Lima, May 9, 2008.- Losses in the four Andean countries as a result of climate change could add up to 30 billion dollars a year by 2025. This figure, equivalent to 4.5% of their GDP, could place Bolivia, Colombia, Ecuador and Peru’s potential for development in jeopardy.
This is only one of the revealing figures unveiled in the study “Climate Change knows no borders,”* prepared at the initiative of the Andean Community General Secretariat by a team of researchers from Universidad del Pacífico del Perú with the collaboration of other academic and research centers and authorities of Bolivia, Colombia and Ecuador and the support of Spain’s Environment Ministry and the Spanish Agency for International Development Cooperation (AECID).
During the presentation of the report, the research team coordinator, Peru’s former Agriculture Minister, Carlos Amat y León, insisted that “climate change is already happening,” as shown by glacial loss, more frequent flooding and stronger and more frequent occurrences of El Niño.

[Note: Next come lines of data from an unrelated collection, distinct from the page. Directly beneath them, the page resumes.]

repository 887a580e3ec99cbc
pub mod server;

// Internal "interpreter" for `Action`.
// We keep the match in a separate module so `mod.rs` stays small as more actions are added.
mod run;

#[derive(Debug)]
pub enum Action {
    Server(server::Args),
}

impl Action {
    /// Execute the action.
    /// # Errors
    /// Returns an error if the action fails.
    pub async fn execute(self) -> anyhow::Result<()> {
        run::execute(self).await
    }
}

“Floods, droughts, landslides, frosts, and landslips virtually doubled between 2002 and 2006, as compared with the five-year period 1987-1991. Since 1970, every single province in the CAN countries has experienced at least one hydrometeorological disaster,” the coordinator pointed out.

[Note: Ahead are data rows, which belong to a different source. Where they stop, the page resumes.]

//! Supabase Auth (GoTrue) REST client.
//!
//! Admin endpoints are called with the service role key. Password grants use
//! the anon key, and user lookups go through a [`UserScope`] that carries only
//! the anon key and the caller's bearer token.

use super::{
    Credentials, IdentityProvider, ProviderConfig, ProviderError, ProviderSession, ProviderUser,
};
use anyhow::{Context, Result};
use async_trait::async_trait;
use reqwest::{Client, RequestBuilder, Response, header::AUTHORIZATION};
use secrecy::{ExposeSecret, SecretString};
use serde::Deserialize;
use serde_json::{Value, json};
use std::time::Duration;
use tracing::{Instrument, debug, info_span, instrument};

const APIKEY: &str = "apikey";
const CONNECT_TIMEOUT_SECONDS: u64 = 5;

#[derive(Debug, Deserialize)]
struct UserList {
    #[serde(default)]
    users: Vec<ProviderUser>,
}

/// Process-wide provider client. Cloning shares the connection pool.
#[derive(Clone, Debug)]
pub struct GoTrueClient {
    config: ProviderConfig,
    http: Client,
}

impl GoTrueClient {
    /// Build the client and its HTTP connection pool.
    ///
    /// # Errors
    /// Returns an error if the HTTP client cannot be constructed.
    pub fn new(config: ProviderConfig) -> Result<Self> {
        let http = Client::builder()
            .user_agent(crate::APP_USER_AGENT)
            .connect_timeout(Duration::from_secs(CONNECT_TIMEOUT_SECONDS).min(config.timeout()))
            .timeout(config.timeout())
            .build()
            .context("Failed to build identity provider HTTP client")?;

        Ok(Self { config, http })
    }

    #[must_use]
    pub const fn config(&self) -> &ProviderConfig {
        &self.config
    }

    /// Handle scoped to one caller's bearer token, valid for a single lookup.
    #[must_use]
    pub fn user_scope(&self, access_token: &str) -> UserScope<'_> {
        UserScope {
            client: self,
            access_token: SecretString::from(access_token.to_string()),
        }
    }

    fn admin(&self, builder: RequestBuilder) -> RequestBuilder {
        let key = self.config.service_role_key().expose_secret();
        builder
            .header(APIKEY, key)
            .header(AUTHORIZATION, format!("Bearer {key}"))
    }

    fn public(&self, builder: RequestBuilder) -> RequestBuilder {
        let key = self.config.anon_key().expose_secret();
        builder
            .header(APIKEY, key)
            .header(AUTHORIZATION, format!("Bearer {key}"))
    }
}

/// Per-request handle carrying the caller's bearer token and the anon key.
pub struct UserScope<'a> {
    client: &'a GoTrueClient,
    access_token: SecretString,
}

impl UserScope<'_> {
    /// Resolve the user owning this scope's token.
    ///
    /// # Errors
    /// Returns [`ProviderError::Rejected`] if the provider refuses the token.
    pub async fn current_user(&self) -> Result<Option<ProviderUser>, ProviderError> {
        let url = self.client.config.auth_endpoint("user");
        let span = info_span!("provider.request", provider.operation = "get_user");

        let response = self
            .client
            .http
            .get(&url)
            .header(APIKEY, self.client.config.anon_key().expose_secret())
            .header(
                AUTHORIZATION,
                format!("Bearer {}", self.access_token.expose_secret()),
            )
            .send()
            .instrument(span)
            .await?;

        let body: Value = success_json(response).await?;

        // An empty or id-less body means the token resolved to nobody.
        if body.get("id").and_then(Value::as_str).is_none() {
            debug!("provider returned no user for token");
            return Ok(None);
        }

        serde_json::from_value(body)
            .map(Some)
            .map_err(|err| ProviderError::Decode(err.to_string()))
    }
}

#[async_trait]
impl IdentityProvider for GoTrueClient {
    #[instrument(skip(self))]
    async fn list_users(&self, per_page: u32) -> Result<Vec<ProviderUser>, ProviderError> {
        let url = self.config.auth_endpoint("admin/users");
        let span = info_span!("provider.request", provider.operation = "admin.list_users");

        let response = self
            .admin(self.http.get(&url))
            .query(&[("page", 1), ("per_page", per_page)])
            .send()
            .instrument(span)
            .await?;

        let list: UserList = decode(success_json(response).await?)?;

        Ok(list.users)
    }

    #[instrument(skip(self, credentials))]
    async fn create_user(&self, credentials: &Credentials) -> Result<ProviderUser, ProviderError> {
        let url = self.config.auth_endpoint("admin/users");
        let span = info_span!("provider.request", provider.operation = "admin.create_user");

        let payload = json!({
            "email": credentials.email,
            "password": credentials.password.expose_secret(),
            "email_confirm": true,
        });

        let response = self
            .admin(self.http.post(&url))
            .json(&payload)
            .send()
            .instrument(span)
            .await?;

        decode(success_json(response).await?)
    }

    #[instrument(skip(self, credentials))]
    async fn sign_in_with_password(
        &self,
        credentials: &Credentials,
    ) -> Result<ProviderSession, ProviderError> {
        let url = self.config.auth_endpoint("token");
        let span = info_span!("provider.request", provider.operation = "token.password");

        let payload = json!({
            "email": credentials.email,
            "password": credentials.password.expose_secret(),
        });

        let response = self
            .public(self.http.post(&url))
            .query(&[("grant_type", "password")])
            .json(&payload)
            .send()
            .instrument(span)
            .await?;

        decode(success_json(response).await?)
    }

    #[instrument(skip(self, access_token))]
    async fn get_user(&self, access_token: &str) -> Result<Option<ProviderUser>, ProviderError> {
        self.user_scope(access_token).current_user().await
    }
}

/// Read a JSON body from a successful response, or turn an error status into
/// [`ProviderError::Rejected`].
async fn success_json(response: Response) -> Result<Value, ProviderError> {
    let status = response.status();

    if status.is_success() {
        let bytes = response.bytes().await?;
        if bytes.is_empty() {
            return Ok(Value::Null);
        }
        return serde_json::from_slice(&bytes).map_err(|err| ProviderError::Decode(err.to_string()));
    }

    let body = response.json::<Value>().await.ok();
    let message = body
        .as_ref()
        .and_then(error_message)
        .unwrap_or_else(|| {
            status
                .canonical_reason()
                .unwrap_or("identity provider error")
                .to_string()
        });

    debug!(status = status.as_u16(), "provider rejected request");

    Err(ProviderError::Rejected {
        status: status.as_u16(),
        message,
    })
}

fn decode<T: serde::de::DeserializeOwned>(body: Value) -> Result<T, ProviderError> {
    serde_json::from_value(body).map_err(|err| ProviderError::Decode(err.to_string()))
}

/// GoTrue has used several error shapes over time; take the first message found.
fn error_message(body: &Value) -> Option<String> {
    ["msg", "message", "error_description", "error"]
        .iter()
        .find_map(|key| body.get(*key).and_then(Value::as_str))
        .map(str::trim)
        .filter(|message| !message.is_empty())
        .map(ToString::to_string)
}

He stated that climate change has been evident in the subregion for over three decades. “While changes in global temperature have amounted to 0.2ºC per decade since 1990, in the central Andean region the rise in temperature between 1974 and 1998 was 0.34ºC –in other words, 70% more than the global average.”
Amat y León warned that if the temperature rises over 2°C, the Andean countries will find themselves in a serious situation. “The Amazon could begin to collapse as glacial retreat intensifies, jeopardizing the supply of water,” he announced.
Even if this does not happen, he cautioned, “by 2020, deglaciation in the Andes could put close to 40 million people at risk of losing their water supply for drinking, hydroenergy and farming, particularly in Quito, Lima and La Paz.
A fact that should be considered, he stated, is that the people who will witness the effects of climate change are already alive and under the age of 33; they make up 64 percent of the population today.
Amat y León emphasized that in order to be able to address this common challenge, the international community must have a strong interest in cooperating in the efforts of Andean countries to cope with the effects of climate change and learn from this experience.
He went on to add that it is essential to have an action plan in place that contains substantive measures like transferring technology to produce clean energy; sharing knowledge and capacities; receiving financial contributions proportional to the size of the problem; making changes in production processes to bring them into line with the new parameters imposed by climate change; and reinforcing the capacity for governance, particularly the capacity of local governments to design and implement economic and social infrastructure.
The Secretary General of the Andean Community, Freddy Ehlers, for his part, pointed out that because the current development model is incompatible with the planet’s sustainability, it is necessary to define a new development model that will guarantee man’s integral development and his harmonious relationship with nature.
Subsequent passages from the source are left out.